» The problem
The word "return" occurs in some of the lines below; copy each of those lines.

» Supplied material
★ ★ ★ ★ ★ ★ ★

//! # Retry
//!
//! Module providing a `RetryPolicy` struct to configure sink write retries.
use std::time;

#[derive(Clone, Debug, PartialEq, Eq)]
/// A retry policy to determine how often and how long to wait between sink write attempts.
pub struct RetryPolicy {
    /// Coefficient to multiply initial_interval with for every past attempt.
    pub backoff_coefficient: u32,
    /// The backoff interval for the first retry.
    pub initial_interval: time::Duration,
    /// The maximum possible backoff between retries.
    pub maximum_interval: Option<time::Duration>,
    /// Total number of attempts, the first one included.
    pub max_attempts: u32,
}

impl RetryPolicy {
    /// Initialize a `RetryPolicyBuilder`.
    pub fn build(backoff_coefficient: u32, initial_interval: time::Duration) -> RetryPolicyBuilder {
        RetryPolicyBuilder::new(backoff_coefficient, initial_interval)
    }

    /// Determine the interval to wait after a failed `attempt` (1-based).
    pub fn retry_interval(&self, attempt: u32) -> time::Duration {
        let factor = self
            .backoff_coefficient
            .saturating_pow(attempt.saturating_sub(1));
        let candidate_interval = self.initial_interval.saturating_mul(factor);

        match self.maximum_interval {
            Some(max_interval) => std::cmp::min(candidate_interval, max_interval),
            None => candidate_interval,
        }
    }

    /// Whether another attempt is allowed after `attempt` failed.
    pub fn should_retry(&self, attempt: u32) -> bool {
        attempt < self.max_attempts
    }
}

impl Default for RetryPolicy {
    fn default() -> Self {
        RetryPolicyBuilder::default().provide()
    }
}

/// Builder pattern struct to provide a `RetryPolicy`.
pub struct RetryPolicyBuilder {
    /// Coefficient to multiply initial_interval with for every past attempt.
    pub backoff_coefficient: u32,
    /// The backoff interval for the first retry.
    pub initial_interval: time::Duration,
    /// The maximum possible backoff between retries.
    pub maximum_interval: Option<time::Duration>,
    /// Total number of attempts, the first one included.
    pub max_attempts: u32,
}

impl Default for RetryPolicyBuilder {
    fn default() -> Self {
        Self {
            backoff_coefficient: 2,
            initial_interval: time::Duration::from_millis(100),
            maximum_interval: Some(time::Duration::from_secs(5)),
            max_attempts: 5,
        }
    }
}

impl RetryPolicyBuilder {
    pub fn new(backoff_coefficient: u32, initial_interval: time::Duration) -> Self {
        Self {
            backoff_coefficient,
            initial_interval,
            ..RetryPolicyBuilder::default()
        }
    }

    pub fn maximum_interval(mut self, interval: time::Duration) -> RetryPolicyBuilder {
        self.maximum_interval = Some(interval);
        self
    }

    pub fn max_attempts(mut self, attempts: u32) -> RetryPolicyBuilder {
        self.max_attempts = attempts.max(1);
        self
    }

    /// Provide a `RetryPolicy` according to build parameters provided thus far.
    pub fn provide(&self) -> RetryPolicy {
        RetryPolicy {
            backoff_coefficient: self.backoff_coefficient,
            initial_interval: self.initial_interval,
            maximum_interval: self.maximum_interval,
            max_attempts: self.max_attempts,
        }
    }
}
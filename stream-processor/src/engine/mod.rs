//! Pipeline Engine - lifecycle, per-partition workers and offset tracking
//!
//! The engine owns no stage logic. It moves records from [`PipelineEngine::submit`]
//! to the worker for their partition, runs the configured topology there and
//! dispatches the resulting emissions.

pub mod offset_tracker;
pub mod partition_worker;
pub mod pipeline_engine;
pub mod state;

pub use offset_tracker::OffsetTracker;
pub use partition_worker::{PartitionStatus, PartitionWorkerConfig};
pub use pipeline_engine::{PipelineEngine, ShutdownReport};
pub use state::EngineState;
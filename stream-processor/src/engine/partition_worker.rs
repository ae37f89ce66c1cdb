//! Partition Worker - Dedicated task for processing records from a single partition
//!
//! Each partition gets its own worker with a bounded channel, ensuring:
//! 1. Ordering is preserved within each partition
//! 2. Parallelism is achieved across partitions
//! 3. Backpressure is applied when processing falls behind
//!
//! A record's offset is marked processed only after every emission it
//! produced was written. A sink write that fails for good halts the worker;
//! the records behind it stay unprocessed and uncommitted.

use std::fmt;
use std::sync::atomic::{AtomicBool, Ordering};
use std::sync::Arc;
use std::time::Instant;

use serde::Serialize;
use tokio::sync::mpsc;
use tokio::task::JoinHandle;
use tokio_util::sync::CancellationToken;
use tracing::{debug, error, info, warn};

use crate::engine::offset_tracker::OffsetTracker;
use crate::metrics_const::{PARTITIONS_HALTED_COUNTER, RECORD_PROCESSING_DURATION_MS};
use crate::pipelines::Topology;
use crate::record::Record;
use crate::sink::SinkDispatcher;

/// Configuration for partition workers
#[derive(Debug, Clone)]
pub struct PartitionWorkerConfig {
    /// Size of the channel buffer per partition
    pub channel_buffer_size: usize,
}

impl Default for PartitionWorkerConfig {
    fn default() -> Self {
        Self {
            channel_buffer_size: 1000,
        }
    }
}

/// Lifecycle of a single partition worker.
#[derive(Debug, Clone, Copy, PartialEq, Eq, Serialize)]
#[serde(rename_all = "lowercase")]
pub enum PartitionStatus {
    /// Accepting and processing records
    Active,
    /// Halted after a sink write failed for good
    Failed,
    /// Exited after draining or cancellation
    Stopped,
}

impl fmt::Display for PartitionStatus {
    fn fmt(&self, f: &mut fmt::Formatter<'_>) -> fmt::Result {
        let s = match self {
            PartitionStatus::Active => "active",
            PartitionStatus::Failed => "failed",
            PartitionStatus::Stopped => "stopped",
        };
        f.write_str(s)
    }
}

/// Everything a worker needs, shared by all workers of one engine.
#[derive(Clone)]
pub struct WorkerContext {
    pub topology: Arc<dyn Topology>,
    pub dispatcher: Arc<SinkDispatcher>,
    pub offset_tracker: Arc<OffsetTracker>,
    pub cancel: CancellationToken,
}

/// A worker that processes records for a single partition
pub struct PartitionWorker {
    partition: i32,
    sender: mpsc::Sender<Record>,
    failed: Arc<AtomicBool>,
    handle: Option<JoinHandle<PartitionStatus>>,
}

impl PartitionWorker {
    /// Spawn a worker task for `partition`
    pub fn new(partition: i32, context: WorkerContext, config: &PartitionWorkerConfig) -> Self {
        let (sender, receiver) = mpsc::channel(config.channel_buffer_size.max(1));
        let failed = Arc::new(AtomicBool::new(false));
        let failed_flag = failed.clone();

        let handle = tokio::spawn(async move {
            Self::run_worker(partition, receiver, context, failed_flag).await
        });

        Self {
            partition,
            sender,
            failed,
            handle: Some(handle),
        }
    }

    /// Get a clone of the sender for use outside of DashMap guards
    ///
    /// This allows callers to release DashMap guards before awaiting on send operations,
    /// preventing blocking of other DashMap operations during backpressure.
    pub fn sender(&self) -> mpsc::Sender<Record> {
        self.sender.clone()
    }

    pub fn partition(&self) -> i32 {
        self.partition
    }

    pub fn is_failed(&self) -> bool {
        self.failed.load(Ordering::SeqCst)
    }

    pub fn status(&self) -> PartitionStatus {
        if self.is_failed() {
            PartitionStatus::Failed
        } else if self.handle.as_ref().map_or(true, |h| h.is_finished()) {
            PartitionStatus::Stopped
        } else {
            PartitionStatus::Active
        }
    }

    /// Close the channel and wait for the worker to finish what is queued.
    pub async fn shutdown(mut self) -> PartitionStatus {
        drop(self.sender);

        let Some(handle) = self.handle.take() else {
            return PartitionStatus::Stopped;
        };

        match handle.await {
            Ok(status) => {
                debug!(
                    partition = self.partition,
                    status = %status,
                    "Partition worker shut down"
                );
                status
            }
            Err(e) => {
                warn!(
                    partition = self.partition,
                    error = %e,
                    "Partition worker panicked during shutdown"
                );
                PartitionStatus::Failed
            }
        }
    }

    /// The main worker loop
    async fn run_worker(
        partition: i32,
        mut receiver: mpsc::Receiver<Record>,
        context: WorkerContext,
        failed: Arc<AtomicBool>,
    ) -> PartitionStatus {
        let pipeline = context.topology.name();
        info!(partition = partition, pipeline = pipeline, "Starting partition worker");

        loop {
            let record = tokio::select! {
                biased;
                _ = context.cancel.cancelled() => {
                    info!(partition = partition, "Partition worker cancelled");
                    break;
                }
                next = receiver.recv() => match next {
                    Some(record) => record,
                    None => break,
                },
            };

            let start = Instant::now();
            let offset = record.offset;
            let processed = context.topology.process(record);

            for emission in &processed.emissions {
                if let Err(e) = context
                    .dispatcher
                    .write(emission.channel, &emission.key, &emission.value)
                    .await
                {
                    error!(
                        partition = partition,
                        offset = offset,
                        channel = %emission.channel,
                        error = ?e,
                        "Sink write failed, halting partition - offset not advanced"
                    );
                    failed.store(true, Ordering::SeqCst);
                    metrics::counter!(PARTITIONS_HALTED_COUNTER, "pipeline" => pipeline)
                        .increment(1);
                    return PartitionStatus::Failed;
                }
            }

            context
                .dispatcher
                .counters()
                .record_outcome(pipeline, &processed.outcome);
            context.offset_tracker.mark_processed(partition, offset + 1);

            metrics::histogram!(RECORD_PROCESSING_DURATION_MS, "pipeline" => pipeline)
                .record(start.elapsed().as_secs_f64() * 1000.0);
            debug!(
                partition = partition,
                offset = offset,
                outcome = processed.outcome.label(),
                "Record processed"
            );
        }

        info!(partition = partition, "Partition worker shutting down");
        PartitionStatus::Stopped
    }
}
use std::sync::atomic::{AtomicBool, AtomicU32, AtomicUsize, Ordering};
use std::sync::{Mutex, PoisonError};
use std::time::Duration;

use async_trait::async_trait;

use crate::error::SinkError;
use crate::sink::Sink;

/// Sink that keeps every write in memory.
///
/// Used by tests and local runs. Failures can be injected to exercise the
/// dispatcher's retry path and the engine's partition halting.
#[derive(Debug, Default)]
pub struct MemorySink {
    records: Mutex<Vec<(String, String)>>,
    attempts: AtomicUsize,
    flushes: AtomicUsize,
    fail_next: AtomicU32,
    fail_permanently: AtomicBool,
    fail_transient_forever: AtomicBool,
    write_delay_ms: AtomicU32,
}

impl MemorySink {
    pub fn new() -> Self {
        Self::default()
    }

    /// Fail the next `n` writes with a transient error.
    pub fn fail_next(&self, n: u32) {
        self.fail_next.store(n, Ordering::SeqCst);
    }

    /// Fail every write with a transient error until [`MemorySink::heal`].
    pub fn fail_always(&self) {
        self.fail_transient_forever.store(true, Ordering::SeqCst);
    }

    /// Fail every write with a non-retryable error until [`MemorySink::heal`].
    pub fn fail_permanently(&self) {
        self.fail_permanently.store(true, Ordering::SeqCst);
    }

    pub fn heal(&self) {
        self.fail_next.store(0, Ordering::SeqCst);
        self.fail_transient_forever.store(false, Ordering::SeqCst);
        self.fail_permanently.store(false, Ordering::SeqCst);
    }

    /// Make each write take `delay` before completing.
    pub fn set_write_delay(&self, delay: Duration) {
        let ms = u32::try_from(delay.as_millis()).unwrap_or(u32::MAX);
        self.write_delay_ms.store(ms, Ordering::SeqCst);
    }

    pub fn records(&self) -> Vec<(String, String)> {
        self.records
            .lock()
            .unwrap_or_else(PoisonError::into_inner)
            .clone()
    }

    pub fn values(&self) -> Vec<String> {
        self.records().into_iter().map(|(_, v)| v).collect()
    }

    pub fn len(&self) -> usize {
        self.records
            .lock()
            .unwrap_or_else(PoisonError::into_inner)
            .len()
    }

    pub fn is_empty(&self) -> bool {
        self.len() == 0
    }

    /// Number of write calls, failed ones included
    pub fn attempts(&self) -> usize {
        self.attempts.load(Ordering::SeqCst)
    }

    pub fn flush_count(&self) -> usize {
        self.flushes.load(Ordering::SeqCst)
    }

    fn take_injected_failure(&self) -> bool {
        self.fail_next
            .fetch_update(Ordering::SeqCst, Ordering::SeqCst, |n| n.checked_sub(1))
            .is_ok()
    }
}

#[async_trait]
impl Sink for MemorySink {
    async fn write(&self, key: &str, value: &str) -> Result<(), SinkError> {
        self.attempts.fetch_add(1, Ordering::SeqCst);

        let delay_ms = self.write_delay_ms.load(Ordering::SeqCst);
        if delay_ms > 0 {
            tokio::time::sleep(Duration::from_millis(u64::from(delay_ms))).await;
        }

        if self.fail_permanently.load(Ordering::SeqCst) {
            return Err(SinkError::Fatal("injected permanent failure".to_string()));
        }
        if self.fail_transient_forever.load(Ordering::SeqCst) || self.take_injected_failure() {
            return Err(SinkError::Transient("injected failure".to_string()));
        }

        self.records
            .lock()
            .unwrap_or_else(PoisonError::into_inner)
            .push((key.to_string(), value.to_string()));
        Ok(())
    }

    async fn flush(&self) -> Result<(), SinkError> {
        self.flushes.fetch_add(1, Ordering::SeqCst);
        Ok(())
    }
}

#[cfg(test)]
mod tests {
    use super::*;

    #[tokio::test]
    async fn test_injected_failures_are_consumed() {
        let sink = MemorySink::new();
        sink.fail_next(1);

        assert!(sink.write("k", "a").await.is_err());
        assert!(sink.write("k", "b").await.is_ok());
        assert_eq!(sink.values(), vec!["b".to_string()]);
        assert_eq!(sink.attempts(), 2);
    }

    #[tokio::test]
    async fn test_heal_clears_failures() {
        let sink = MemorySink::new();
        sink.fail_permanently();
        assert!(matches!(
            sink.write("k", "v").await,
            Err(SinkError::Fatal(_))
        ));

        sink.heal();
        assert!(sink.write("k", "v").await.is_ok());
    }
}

★ ★ ★ ★ ★ ★ ★

» Problem solution
            return PartitionStatus::Stopped;
                    return PartitionStatus::Failed;
            return Err(SinkError::Fatal("injected permanent failure".to_string()));
            return Err(SinkError::Transient("injected failure".to_string()));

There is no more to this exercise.